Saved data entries
────────────────────────────────────────

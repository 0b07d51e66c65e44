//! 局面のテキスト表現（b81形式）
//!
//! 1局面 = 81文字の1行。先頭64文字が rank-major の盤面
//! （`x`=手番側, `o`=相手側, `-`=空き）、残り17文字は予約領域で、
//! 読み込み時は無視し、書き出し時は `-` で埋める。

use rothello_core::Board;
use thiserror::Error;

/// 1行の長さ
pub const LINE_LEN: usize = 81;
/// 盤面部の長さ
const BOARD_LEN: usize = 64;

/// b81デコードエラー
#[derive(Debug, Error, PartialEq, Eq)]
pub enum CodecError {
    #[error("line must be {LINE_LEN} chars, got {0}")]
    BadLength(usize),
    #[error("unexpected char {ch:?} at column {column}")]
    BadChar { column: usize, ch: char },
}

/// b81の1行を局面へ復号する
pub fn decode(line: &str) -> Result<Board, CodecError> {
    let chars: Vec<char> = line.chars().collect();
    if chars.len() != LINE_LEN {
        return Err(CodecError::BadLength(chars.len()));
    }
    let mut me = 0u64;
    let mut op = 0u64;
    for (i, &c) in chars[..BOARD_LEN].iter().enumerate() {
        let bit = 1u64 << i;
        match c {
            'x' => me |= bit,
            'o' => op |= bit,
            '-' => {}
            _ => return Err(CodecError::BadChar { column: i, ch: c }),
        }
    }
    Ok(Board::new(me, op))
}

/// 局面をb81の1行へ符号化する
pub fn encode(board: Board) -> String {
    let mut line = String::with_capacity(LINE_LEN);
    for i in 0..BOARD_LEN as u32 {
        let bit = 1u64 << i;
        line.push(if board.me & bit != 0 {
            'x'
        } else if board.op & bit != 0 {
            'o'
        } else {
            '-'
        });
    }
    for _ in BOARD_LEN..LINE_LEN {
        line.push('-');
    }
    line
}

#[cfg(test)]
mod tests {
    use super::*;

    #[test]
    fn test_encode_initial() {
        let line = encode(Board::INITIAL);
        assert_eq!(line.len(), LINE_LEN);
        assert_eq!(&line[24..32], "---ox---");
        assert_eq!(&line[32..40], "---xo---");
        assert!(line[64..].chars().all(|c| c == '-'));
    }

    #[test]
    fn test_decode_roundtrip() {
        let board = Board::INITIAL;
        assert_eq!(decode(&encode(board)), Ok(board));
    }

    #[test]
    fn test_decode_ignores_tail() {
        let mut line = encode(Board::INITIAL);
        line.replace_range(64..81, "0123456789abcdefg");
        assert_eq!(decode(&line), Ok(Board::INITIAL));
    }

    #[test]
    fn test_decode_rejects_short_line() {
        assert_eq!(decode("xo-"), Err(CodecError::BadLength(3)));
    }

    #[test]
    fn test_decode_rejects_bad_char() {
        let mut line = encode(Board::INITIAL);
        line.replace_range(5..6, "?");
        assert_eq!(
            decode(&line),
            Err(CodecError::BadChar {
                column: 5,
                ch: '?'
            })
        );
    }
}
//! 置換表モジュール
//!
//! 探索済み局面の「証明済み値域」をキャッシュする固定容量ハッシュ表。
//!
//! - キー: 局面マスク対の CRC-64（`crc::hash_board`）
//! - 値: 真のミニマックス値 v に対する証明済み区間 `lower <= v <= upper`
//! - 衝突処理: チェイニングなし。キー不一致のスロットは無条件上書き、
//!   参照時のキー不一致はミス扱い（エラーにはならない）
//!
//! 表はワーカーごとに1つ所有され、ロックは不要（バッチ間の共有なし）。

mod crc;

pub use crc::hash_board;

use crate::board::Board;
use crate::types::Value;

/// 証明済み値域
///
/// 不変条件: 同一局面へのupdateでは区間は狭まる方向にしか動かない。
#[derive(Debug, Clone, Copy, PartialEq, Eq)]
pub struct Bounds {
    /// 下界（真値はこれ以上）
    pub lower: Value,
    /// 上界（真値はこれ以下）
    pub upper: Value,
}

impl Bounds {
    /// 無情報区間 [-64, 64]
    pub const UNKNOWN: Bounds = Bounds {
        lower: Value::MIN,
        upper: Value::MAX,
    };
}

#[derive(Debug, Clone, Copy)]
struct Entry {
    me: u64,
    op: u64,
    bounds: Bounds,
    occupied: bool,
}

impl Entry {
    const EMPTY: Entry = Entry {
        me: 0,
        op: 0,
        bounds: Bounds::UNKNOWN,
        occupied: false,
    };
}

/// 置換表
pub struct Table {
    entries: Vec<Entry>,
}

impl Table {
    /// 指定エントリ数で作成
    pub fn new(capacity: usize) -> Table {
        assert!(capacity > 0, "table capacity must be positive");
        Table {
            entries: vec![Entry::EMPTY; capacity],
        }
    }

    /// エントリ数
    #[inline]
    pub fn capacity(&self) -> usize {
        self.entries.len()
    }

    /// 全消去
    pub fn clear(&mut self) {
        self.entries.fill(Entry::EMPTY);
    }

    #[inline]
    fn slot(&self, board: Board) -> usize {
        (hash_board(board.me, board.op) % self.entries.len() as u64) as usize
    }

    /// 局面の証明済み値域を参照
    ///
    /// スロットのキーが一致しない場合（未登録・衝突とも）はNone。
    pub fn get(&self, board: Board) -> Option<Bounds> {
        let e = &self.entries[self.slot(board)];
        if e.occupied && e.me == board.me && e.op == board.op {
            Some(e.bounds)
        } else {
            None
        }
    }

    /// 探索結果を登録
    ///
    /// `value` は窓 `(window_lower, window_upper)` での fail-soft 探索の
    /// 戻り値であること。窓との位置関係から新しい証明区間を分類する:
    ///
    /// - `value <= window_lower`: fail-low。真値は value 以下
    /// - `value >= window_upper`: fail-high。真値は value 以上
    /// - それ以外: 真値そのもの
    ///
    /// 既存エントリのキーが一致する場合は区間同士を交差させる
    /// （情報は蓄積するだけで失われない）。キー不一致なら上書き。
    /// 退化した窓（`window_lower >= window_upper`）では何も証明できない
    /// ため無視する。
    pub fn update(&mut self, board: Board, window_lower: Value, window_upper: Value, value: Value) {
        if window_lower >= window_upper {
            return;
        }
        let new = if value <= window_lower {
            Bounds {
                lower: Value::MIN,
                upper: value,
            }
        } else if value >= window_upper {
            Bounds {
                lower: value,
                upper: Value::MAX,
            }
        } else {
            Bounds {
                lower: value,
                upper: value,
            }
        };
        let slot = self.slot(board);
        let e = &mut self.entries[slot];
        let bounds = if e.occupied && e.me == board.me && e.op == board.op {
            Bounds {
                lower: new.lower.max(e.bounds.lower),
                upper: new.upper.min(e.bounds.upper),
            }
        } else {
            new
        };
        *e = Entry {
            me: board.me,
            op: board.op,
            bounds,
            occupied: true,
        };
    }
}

────────────────────────────────────────

Count the lines in the entries where the string "BadLength" appears, and report only the number.

3